(Saved data entries)
[Start of Attachment]
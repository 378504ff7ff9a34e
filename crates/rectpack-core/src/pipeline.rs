use crate::config::PackerConfig;
use crate::error::{RectPackError, Result};
use crate::hints::{PackingHint, PackingHints};
use crate::model::{PackingRectangle, PackingResult};
use crate::packer::{Grow, Packer, new_packer};
use tracing::{debug, instrument, trace};

#[cfg(feature = "parallel")]
use rayon::prelude::*;

/// Packs `rectangles` trying every heuristic in `hints`, with `padding` pixels kept
/// between rectangles. Other settings use [`PackerConfig::default`].
pub fn pack(
    rectangles: &[PackingRectangle],
    hints: PackingHints,
    padding: u32,
) -> Result<PackingResult> {
    let cfg = PackerConfig {
        hints,
        padding,
        ..Default::default()
    };
    pack_with_config(rectangles, &cfg)
}

/// Packs plain `(width, height)` sizes; ids are the input indices.
pub fn pack_sizes(sizes: &[(u32, u32)], cfg: &PackerConfig) -> Result<PackingResult> {
    let rectangles: Vec<PackingRectangle> = sizes
        .iter()
        .enumerate()
        .map(|(id, &(w, h))| PackingRectangle::new(id, w, h))
        .collect();
    pack_with_config(&rectangles, cfg)
}

#[instrument(skip_all, fields(count = rectangles.len(), hints = %cfg.hints))]
/// Packs `rectangles` into the smallest bounds found by the configured heuristics.
///
/// Notes:
/// - Inputs are validated before any placement; a zero-sized rectangle fails the whole call.
/// - An empty input yields an empty 0x0 result.
/// - Trials are independent; the winner has the smallest area, then perimeter, then
///   the earliest heuristic in canonical order.
/// - Output is deterministic, including with `parallel` enabled.
pub fn pack_with_config(
    rectangles: &[PackingRectangle],
    cfg: &PackerConfig,
) -> Result<PackingResult> {
    cfg.validate()?;
    validate_rectangles(rectangles)?;

    if rectangles.is_empty() {
        return Ok(PackingResult::empty());
    }

    let hints: Vec<PackingHint> = cfg.hints.iter().collect();

    #[cfg(feature = "parallel")]
    {
        if cfg.parallel {
            let trials: Vec<Result<PackingResult>> = hints
                .par_iter()
                .map(|&hint| run_trial(rectangles, hint, cfg))
                .collect();
            return select_best(trials);
        }
    }

    let trials = hints
        .iter()
        .map(|&hint| run_trial(rectangles, hint, cfg))
        .collect();
    select_best(trials)
}

fn validate_rectangles(rectangles: &[PackingRectangle]) -> Result<()> {
    match rectangles
        .iter()
        .enumerate()
        .find(|(_, r)| r.width == 0 || r.height == 0)
    {
        Some((index, r)) => Err(RectPackError::InvalidInput {
            index,
            id: r.id,
            width: r.width,
            height: r.height,
        }),
        None => Ok(()),
    }
}

/// Reduces trials (in canonical order) to the best one. Failed trials are skipped; if
/// all failed, the first error is returned.
fn select_best(trials: Vec<Result<PackingResult>>) -> Result<PackingResult> {
    let mut best: Option<PackingResult> = None;
    let mut first_err: Option<RectPackError> = None;
    for trial in trials {
        match trial {
            Ok(result) => {
                let better = match &best {
                    None => true,
                    Some(b) => {
                        (result.area(), result.perimeter()) < (b.area(), b.perimeter())
                    }
                };
                if better {
                    best = Some(result);
                }
            }
            Err(e) => {
                first_err.get_or_insert(e);
            }
        }
    }
    match (best, first_err) {
        (Some(result), _) => Ok(result),
        (None, Some(e)) => Err(e),
        (None, None) => Err(RectPackError::UnsupportedHint(0)),
    }
}

/// Placement order for `hint`: descending sort key, ties by input index.
fn trial_order(rectangles: &[PackingRectangle], hint: PackingHint) -> Vec<usize> {
    let keys: Vec<u64> = rectangles
        .iter()
        .map(|r| hint.sort_key(r.width, r.height))
        .collect();
    let mut order: Vec<usize> = (0..rectangles.len()).collect();
    order.sort_by(|&a, &b| keys[b].cmp(&keys[a]).then(a.cmp(&b)));
    order
}

/// Packs all rectangles with a single heuristic from a fresh bin.
fn run_trial(
    rectangles: &[PackingRectangle],
    hint: PackingHint,
    cfg: &PackerConfig,
) -> Result<PackingResult> {
    let pad = cfg.padding;
    let cell = |r: &PackingRectangle| (r.width.saturating_add(pad), r.height.saturating_add(pad));
    let total = rectangles.len();

    let init_w = rectangles.iter().map(|r| cell(r).0).max().unwrap_or(0);
    let init_h = rectangles.iter().map(|r| cell(r).1).max().unwrap_or(0);
    if !within_limits(init_w, init_h, cfg) {
        return Err(RectPackError::OutOfSpace { placed: 0, total });
    }

    let mut bin = new_packer(cfg.placement, init_w, init_h);
    let mut placed = rectangles.to_vec();

    for (n, &idx) in trial_order(rectangles, hint).iter().enumerate() {
        let (w, h) = cell(&rectangles[idx]);
        let slot = match bin.insert(w, h) {
            Some(slot) => slot,
            None => {
                let direction = choose_growth(bin.as_ref(), w, h, cfg)
                    .ok_or(RectPackError::OutOfSpace { placed: n, total })?;
                let amount = match direction {
                    Grow::Width => w,
                    Grow::Height => h,
                };
                bin.grow(direction, amount);
                trace!(?direction, amount, size = ?bin.size(), "grew bin");
                bin.insert(w, h)
                    .ok_or(RectPackError::OutOfSpace { placed: n, total })?
            }
        };
        placed[idx].x = slot.x;
        placed[idx].y = slot.y;
    }

    let used_w = placed.iter().map(|r| r.x + r.width).max().unwrap_or(0);
    let used_h = placed.iter().map(|r| r.y + r.height).max().unwrap_or(0);
    let (width, height) = compute_bounds(used_w, used_h, cfg);
    debug!(%hint, width, height, "trial finished");

    Ok(PackingResult {
        rectangles: placed,
        width,
        height,
        hint: Some(hint),
    })
}

/// Picks the growth giving the smaller bin area, then the smaller perimeter, then width.
/// Directions that would overflow or break the size limits are not considered.
fn choose_growth(bin: &dyn Packer, w: u32, h: u32, cfg: &PackerConfig) -> Option<Grow> {
    let (bw, bh) = bin.size();
    let candidates = [
        (Grow::Width, bw.checked_add(w).map(|nw| (nw, bh))),
        (Grow::Height, bh.checked_add(h).map(|nh| (bw, nh))),
    ];
    candidates
        .into_iter()
        .filter_map(|(dir, size)| size.map(|s| (dir, s)))
        .filter(|&(_, (nw, nh))| within_limits(nw, nh, cfg))
        .min_by_key(|&(_, (nw, nh))| {
            let (nw, nh) = (nw as u64, nh as u64);
            (nw * nh, nw + nh)
        })
        .map(|(dir, _)| dir)
}

/// A bin fits the limits when its content, without the trailing padding, does.
fn within_limits(bin_w: u32, bin_h: u32, cfg: &PackerConfig) -> bool {
    let content_w = bin_w.saturating_sub(cfg.padding);
    let content_h = bin_h.saturating_sub(cfg.padding);
    cfg.max_width.is_none_or(|m| content_w <= m) && cfg.max_height.is_none_or(|m| content_h <= m)
}

fn next_pow2(v: u32) -> u32 {
    v.max(1).checked_next_power_of_two().unwrap_or(v)
}

/// Final bounds from the used extents and the rounding options.
fn compute_bounds(used_w: u32, used_h: u32, cfg: &PackerConfig) -> (u32, u32) {
    let mut w = used_w;
    let mut h = used_h;
    if cfg.power_of_two {
        w = next_pow2(w);
        h = next_pow2(h);
    }
    if cfg.square {
        let m = w.max(h);
        w = m;
        h = m;
    }
    (w, h)
}

#[cfg(test)]
mod tests {
    use super::*;

    #[test]
    fn order_is_descending_and_stable() {
        let rects = vec![
            PackingRectangle::new(0, 2, 2),
            PackingRectangle::new(1, 4, 1),
            PackingRectangle::new(2, 1, 4),
            PackingRectangle::new(3, 3, 3),
        ];
        assert_eq!(trial_order(&rects, PackingHint::Area), vec![3, 0, 1, 2]);
        assert_eq!(trial_order(&rects, PackingHint::Width), vec![1, 3, 0, 2]);
        assert_eq!(trial_order(&rects, PackingHint::BiggerSide), vec![1, 2, 3, 0]);
    }

    #[test]
    fn growth_prefers_smaller_area() {
        let bin = new_packer(crate::config::Placement::Guillotine, 8, 4);
        let cfg = PackerConfig::default();
        // width: 10x4 = 40, height: 8x6 = 48
        assert_eq!(choose_growth(bin.as_ref(), 2, 2, &cfg), Some(Grow::Width));
        let bin = new_packer(crate::config::Placement::Guillotine, 4, 8);
        assert_eq!(choose_growth(bin.as_ref(), 2, 2, &cfg), Some(Grow::Height));
        let bin = new_packer(crate::config::Placement::Guillotine, 4, 4);
        assert_eq!(choose_growth(bin.as_ref(), 2, 2, &cfg), Some(Grow::Width));
    }

    #[test]
    fn growth_respects_limits() {
        let bin = new_packer(crate::config::Placement::Guillotine, 8, 4);
        let cfg = PackerConfig::builder().max_width(Some(9)).build();
        assert_eq!(choose_growth(bin.as_ref(), 2, 2, &cfg), Some(Grow::Height));
        let cfg = PackerConfig::builder().with_max_dimensions(9, 5).build();
        assert_eq!(choose_growth(bin.as_ref(), 2, 2, &cfg), None);
    }

    #[test]
    fn bounds_rounding() {
        let pow2 = PackerConfig::builder().pow2(true).build();
        assert_eq!(compute_bounds(33, 7, &pow2), (64, 8));
        let square = PackerConfig::builder().square(true).build();
        assert_eq!(compute_bounds(33, 7, &square), (33, 33));
        assert_eq!(compute_bounds(33, 7, &PackerConfig::default()), (33, 7));
    }
}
[End of Attachment]
* _EXERCISE DETAILS_
Your reply is to repeat, unchanged, the lines above running from the one with "let total = rectangles.len();" up to and including the one with "bin.grow(direction, amount);".

* _EXERCISE SOLUTION_
    let total = rectangles.len();

    let init_w = rectangles.iter().map(|r| cell(r).0).max().unwrap_or(0);
    let init_h = rectangles.iter().map(|r| cell(r).1).max().unwrap_or(0);
    if !within_limits(init_w, init_h, cfg) {
        return Err(RectPackError::OutOfSpace { placed: 0, total });
    }

    let mut bin = new_packer(cfg.placement, init_w, init_h);
    let mut placed = rectangles.to_vec();

    for (n, &idx) in trial_order(rectangles, hint).iter().enumerate() {
        let (w, h) = cell(&rectangles[idx]);
        let slot = match bin.insert(w, h) {
            Some(slot) => slot,
            None => {
                let direction = choose_growth(bin.as_ref(), w, h, cfg)
                    .ok_or(RectPackError::OutOfSpace { placed: n, total })?;
                let amount = match direction {
                    Grow::Width => w,
                    Grow::Height => h,
                };
                bin.grow(direction, amount);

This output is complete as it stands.